Learning Once we pick a distribution for our model, we can now ask the fundamental question: How to obtain the values of parameters $\theta$, i.e., how to estimate $\theta$? This is what AI people call learning or training. In the probabilistic setting, it is typically done by fitting our model to the empirical distribution by minimizing some distance metric. For instance, it can be accomplished by minimizing the Kullback-Leibler divergence with respect to the parameters $\theta$:

\begin{align} KL\left[ p_{data}(\mathbf{x}) || p(\mathbf{x} ; \theta) \right] &= \sum_{\mathbf{x}} p_{data}(\mathbf{x}) \log \frac{ p_{data}(\mathbf{x}) }{ p(\mathbf{x} ; \theta) } \\ &= \sum_{\mathbf{x}} p_{data}(\mathbf{x}) \log p_{data}(\mathbf{x}) - \sum_{\mathbf{x}} p_{data}(\mathbf{x}) \log p(\mathbf{x} ; \theta) \\ &= C - \sum_{\mathbf{x}} p_{data}(\mathbf{x}) \log p(\mathbf{x} ; \theta) \\ &= C - \sum_{\mathbf{x}} \sum_{n=1}^{n} \delta(\mathbf{x} - \mathbf{x}_{n}) \log p(\mathbf{x} ; \theta)\\ &= C - \sum_{n=1}^{n} \log p(\mathbf{x}_n ; \theta) \end{align}

where $C$ is the negative entropy of the empirical distribution, which is independent of the paramters $\theta$, thus, irrelevant for learning the model, and the last step comes from a property of the delta function.

A side note: Please remember, my curious reader, that the Kullback-Leibler divergence is asymmetric, thus, where we place the empirical distribution and the model matters!

For the iid data, the term $\sum_{n=1}^{n} \log p(\mathbf{x}_n ; \theta)$ corresponds to the log-likelihood function, namely:

\begin{align} \log p(\mathcal{D} ; \theta) &\stackrel{df}{=} \log p(\mathbf{x}_1, \mathbf{x}_2, \ldots, \mathbf{x}_N ; \theta) \\ &\stackrel{iid}{=} \log \prod_{n=1}^{N} p(\mathbf{x}_n ; \theta) \\ &= \sum_{n=1}^{N} \log p(\mathbf{x}_n ; \theta) . \end{align}

In the second step, we use the fact that the observations come from the same distribution and all observations are independent from each other. The likelihood function plays a special role in the probabilistic modeling and serves as a starting point for many deep generative models.

Generalization As a quote from a famous British statistician named George Box indicates, all models are wrong but some are useful. They are wrong, fine. But what it means that some are useful?! Let us consider the following example in Figure 1. We have some observed data from a true distribution (here we use the so-called two moon problem) like in Figure 1.A. After fitting a model to those data, we end up with a density estimator in Figure 1.B. As you can notice, the model distribution assigns probability mass mainly where the data lies, however, it also assigns some probability mass in regions where little to no data is observed. Is it a good feature? My answer is yes, because this is what we expect from a model, to generalize to regions where no or little data was observed.

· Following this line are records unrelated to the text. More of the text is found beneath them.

// Backup Manager - Core backup orchestration
// Builds archives locally, mirrors them to the remote bucket, and walks them back out on restore.

use super::local::LocalArchive;
use super::types::{
    ArchiveDetails, BackupError, BackupRecord, RestoreEntry, RestoreOutcome, RestoreSource,
};
use crate::archive::{ArchiveBuilder, ArchiveEntry, ArchiveError, EntryKind, TarGzArchiver};
use crate::config::BackupConfig;
use crate::remote::{Bucket, ObjectAttrs, ObjectHandle, RemoteStore, StoreError};
use sha2::{Digest, Sha256};
use std::fs::File;
use std::future::Future;
use std::io::Read;
use std::ops::ControlFlow;
use std::path::{Path, PathBuf};
use std::sync::Arc;
use tokio::io::AsyncReadExt;
use tokio_util::sync::CancellationToken;
use tracing::{debug, error, info, Instrument, Span};

const RESTORE_SUBDIRECTORY: &str = "restore";

pub struct BackupManager {
    store: Arc<dyn RemoteStore>,
    archiver: Arc<dyn ArchiveBuilder>,
    config: BackupConfig,
}

impl BackupManager {
    /// Create a manager that archives with [`TarGzArchiver`] at the
    /// configured compression level.
    pub fn new(store: Arc<dyn RemoteStore>, config: BackupConfig) -> Self {
        let archiver = TarGzArchiver::new().with_compression_level(config.compression_level);
        Self {
            store,
            archiver: Arc::new(archiver),
            config,
        }
    }

    pub fn with_archiver(mut self, archiver: Arc<dyn ArchiveBuilder>) -> Self {
        self.archiver = archiver;
        self
    }

    pub fn config(&self) -> &BackupConfig {
        &self.config
    }

    /// Where the temporary archive for `record` lives while it is generated
    pub fn local_path(&self, record: &BackupRecord) -> PathBuf {
        record.local_path(&self.config.scratch_directory)
    }

    /// Remote restores download under `restore/`, which no generated archive
    /// path can reach since identifiers never contain a separator.
    fn restore_scratch_path(&self, record: &BackupRecord) -> PathBuf {
        record.local_path(&self.config.scratch_directory.join(RESTORE_SUBDIRECTORY))
    }

    /// Resolve the bucket archives live in: the configured one, or else the
    /// first bucket the account lists.
    async fn bucket(&self) -> Result<Bucket, BackupError> {
        if let Some(ref name) = self.config.bucket {
            return Ok(Bucket::new(Arc::clone(&self.store), name.clone()));
        }

        let buckets = self.store.list_buckets().await.map_err(|e| {
            error!(error = %e, "could not list buckets");
            BackupError::ListBuckets(e)
        })?;

        match buckets.into_iter().next() {
            Some(name) => {
                debug!(bucket = %name, "using first listed bucket");
                Ok(Bucket::new(Arc::clone(&self.store), name))
            }
            None => {
                error!("account has no buckets");
                Err(BackupError::NoBuckets)
            }
        }
    }

    /// Archive `base_path` and upload it as `<identifier>.tar.gz`.
    ///
    /// `ignore` overrides the record's own ignore rules when given. The local
    /// archive is removed before this returns, whatever the outcome.
    pub async fn generate(
        &self,
        record: &BackupRecord,
        cancel: &CancellationToken,
        base_path: &Path,
        ignore: Option<&str>,
    ) -> Result<ArchiveDetails, BackupError> {
        let span = record.span("generate");
        self.generate_inner(record, cancel, base_path, ignore)
            .instrument(span)
            .await
    }

    async fn generate_inner(
        &self,
        record: &BackupRecord,
        cancel: &CancellationToken,
        base_path: &Path,
        ignore: Option<&str>,
    ) -> Result<ArchiveDetails, BackupError> {
        let local = LocalArchive::new(self.local_path(record));

        let bucket = cancellable(cancel, self.bucket()).await?;

        info!(
            path = %local.path().display(),
            base_path = %base_path.display(),
            "creating backup for server"
        );
        let archiver = Arc::clone(&self.archiver);
        let base = base_path.to_path_buf();
        let ignore = ignore.unwrap_or_else(|| record.ignore()).to_string();
        let destination = local.path().to_path_buf();
        let token = cancel.clone();
        let span = Span::current();

        // Awaited unconditionally so the guard never races a still-running writer.
        let created = tokio::task::spawn_blocking(move || {
            span.in_scope(|| archiver.create(&base, &ignore, &destination, &token))
        })
        .await?;

        match created {
            Ok(()) => info!("created backup successfully"),
            Err(ArchiveError::Cancelled) => {
                info!("backup cancelled while creating archive");
                return Err(BackupError::Cancelled);
            }
            Err(e) => {
                error!(path = %local.path().display(), error = %e, "failed to create archive");
                return Err(e.into());
            }
        }

        let key = record.object_key();
        let object = bucket.object(key.clone());
        info!(bucket = %bucket.name(), key = %key, "uploading archive");
        cancellable(cancel, async {
            object.upload_from(local.path()).await.map_err(|e| {
                error!(bucket = %bucket.name(), key = %key, error = %e, "could not upload archive");
                BackupError::Upload {
                    key: key.clone(),
                    source: e,
                }
            })
        })
        .await?;
        info!(key = %key, "uploaded backup successfully");

        let details = cancellable(cancel, async {
            describe_archive(local.path(), &object).await.map_err(|e| {
                error!(key = %key, error = %e, "failed to get archive details");
                BackupError::Details {
                    key: key.clone(),
                    source: e,
                }
            })
        })
        .await?;

        info!(key = %key, size = details.size, checksum = %details.checksum, "backup complete");
        Ok(details)
    }

    /// Look up the remote archive for `identifier`.
    ///
    /// A missing object yields [`BackupError::NotFound`], distinct from any
    /// failure to find out. An identifier that could never name a backup is
    /// reported the same way.
    pub async fn locate(
        &self,
        identifier: &str,
    ) -> Result<(BackupRecord, ObjectAttrs), BackupError> {
        let record = match BackupRecord::new(identifier, "") {
            Ok(record) => record,
            Err(e) => {
                info!(identifier, error = %e, "backup does not exist");
                return Err(BackupError::NotFound {
                    key: format!("{identifier}.{}", super::ARCHIVE_EXTENSION),
                });
            }
        };
        let span = record.span("locate");

        let attrs = async {
            let bucket = self.bucket().await?;
            let key = record.object_key();
            info!(bucket = %bucket.name(), key = %key, "locating backup");

            match bucket.object(key.clone()).attrs().await {
                Ok(Some(attrs)) => Ok(attrs),
                Ok(None) => {
                    info!(key = %key, "backup does not exist");
                    Err(BackupError::NotFound { key })
                }
                Err(e) if e.is_not_found() => Err(BackupError::NotFound { key }),
                Err(e) => {
                    error!(key = %key, error = %e, "could not look up archive");
                    Err(BackupError::Locate { key, source: e })
                }
            }
        }
        .instrument(span)
        .await?;

        Ok((record, attrs))
    }

    /// Delete the remote archive. Deleting an archive that is already gone
    /// succeeds.
    pub async fn remove(&self, record: &BackupRecord) -> Result<(), BackupError> {
        let span = record.span("remove");

        async {
            info!(path = %self.local_path(record).display(), "removing backup from system");
            let bucket = self.bucket().await?;
            let key = record.object_key();
            info!(bucket = %bucket.name(), key = %key, "deleting remote archive");

            match bucket.object(key.clone()).delete().await {
                Ok(()) => Ok(()),
                Err(e) if e.is_not_found() => {
                    debug!(key = %key, "remote archive already absent");
                    Ok(())
                }
                Err(e) => {
                    error!(key = %key, error = %e, "could not delete remote archive");
                    Err(BackupError::Remove { key, source: e })
                }
            }
        }
        .instrument(span)
        .await
    }

    /// Walk the archive and hand every regular file to `callback`.
    ///
    /// The walk runs on the blocking pool. `cancel` is checked before each
    /// entry; once it fires the walk stops and `RestoreOutcome::Cancelled` is
    /// returned. A callback returning `Break` ends the walk as `Completed`; a
    /// callback error ends it with [`BackupError::Callback`].
    pub async fn restore<F>(
        &self,
        record: &BackupRecord,
        cancel: &CancellationToken,
        source: RestoreSource,
        callback: F,
    ) -> Result<RestoreOutcome, BackupError>
    where
        F: FnMut(RestoreEntry<'_>) -> anyhow::Result<ControlFlow<()>> + Send + 'static,
    {
        let span = record.span("restore");

        async move {
            let (reader, scratch) = match self.open_source(record, cancel, source).await {
                Ok(opened) => opened,
                Err(BackupError::Cancelled) => {
                    info!("restore cancelled before the archive was opened");
                    return Ok(RestoreOutcome::Cancelled);
                }
                Err(e) => return Err(e),
            };

            let archiver = Arc::clone(&self.archiver);
            let token = cancel.clone();
            let span = Span::current();

            tokio::task::spawn_blocking(move || {
                // Scratch download lives until the walk is over.
                let _scratch = scratch;
                let mut reader = reader;
                span.in_scope(|| walk_entries(archiver.as_ref(), &mut *reader, &token, callback))
            })
            .await?
        }
        .instrument(span)
        .await
    }

    /// Same walk as [`restore`](Self::restore), run on the calling thread
    /// over a caller supplied archive stream.
    pub fn restore_blocking<F>(
        &self,
        record: &BackupRecord,
        cancel: &CancellationToken,
        reader: &mut dyn Read,
        callback: F,
    ) -> Result<RestoreOutcome, BackupError>
    where
        F: FnMut(RestoreEntry<'_>) -> anyhow::Result<ControlFlow<()>>,
    {
        record
            .span("restore")
            .in_scope(|| walk_entries(self.archiver.as_ref(), reader, cancel, callback))
    }

    async fn open_source(
        &self,
        record: &BackupRecord,
        cancel: &CancellationToken,
        source: RestoreSource,
    ) -> Result<(Box<dyn Read + Send>, Option<LocalArchive>), BackupError> {
        match source {
            RestoreSource::Reader(reader) => Ok((reader, None)),
            RestoreSource::Local => {
                let path = self.local_path(record);
                let file = open_archive(&path)?;
                Ok((Box::new(file), None))
            }
            RestoreSource::Remote => {
                let scratch = LocalArchive::new(self.restore_scratch_path(record));
                let bucket = cancellable(cancel, self.bucket()).await?;
                let key = record.object_key();
                info!(
                    bucket = %bucket.name(),
                    key = %key,
                    path = %scratch.path().display(),
                    "downloading archive"
                );

                cancellable(cancel, async {
                    bucket
                        .object(key.clone())
                        .download_to(scratch.path())
                        .await
                        .map_err(|e| {
                            if e.is_not_found() {
                                BackupError::NotFound { key: key.clone() }
                            } else {
                                error!(key = %key, error = %e, "could not download archive");
                                BackupError::Download {
                                    key: key.clone(),
                                    source: e,
                                }
                            }
                        })
                })
                .await?;

                let file = open_archive(scratch.path())?;
                Ok((Box::new(file), Some(scratch)))
            }
        }
    }
}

Figure 1. A. Observed data. B. An example of a probabilistic model fit to data (i.e., a model distribution).

In machine learning, generalization is understood as model's ability to adapt properly to new, previously unseen data, drawn from the same distribution as the one used to create the model (Bishop, 2006). Here, adapting means to sample or to assign probability/likelihood. Hence, to be able to generalize, having a probabilistic model (i.e., a model distribution) is a key! Now we can see that some models are more useful than others because they can generalize better. Please keep it in mind while thinking of various deep generative models.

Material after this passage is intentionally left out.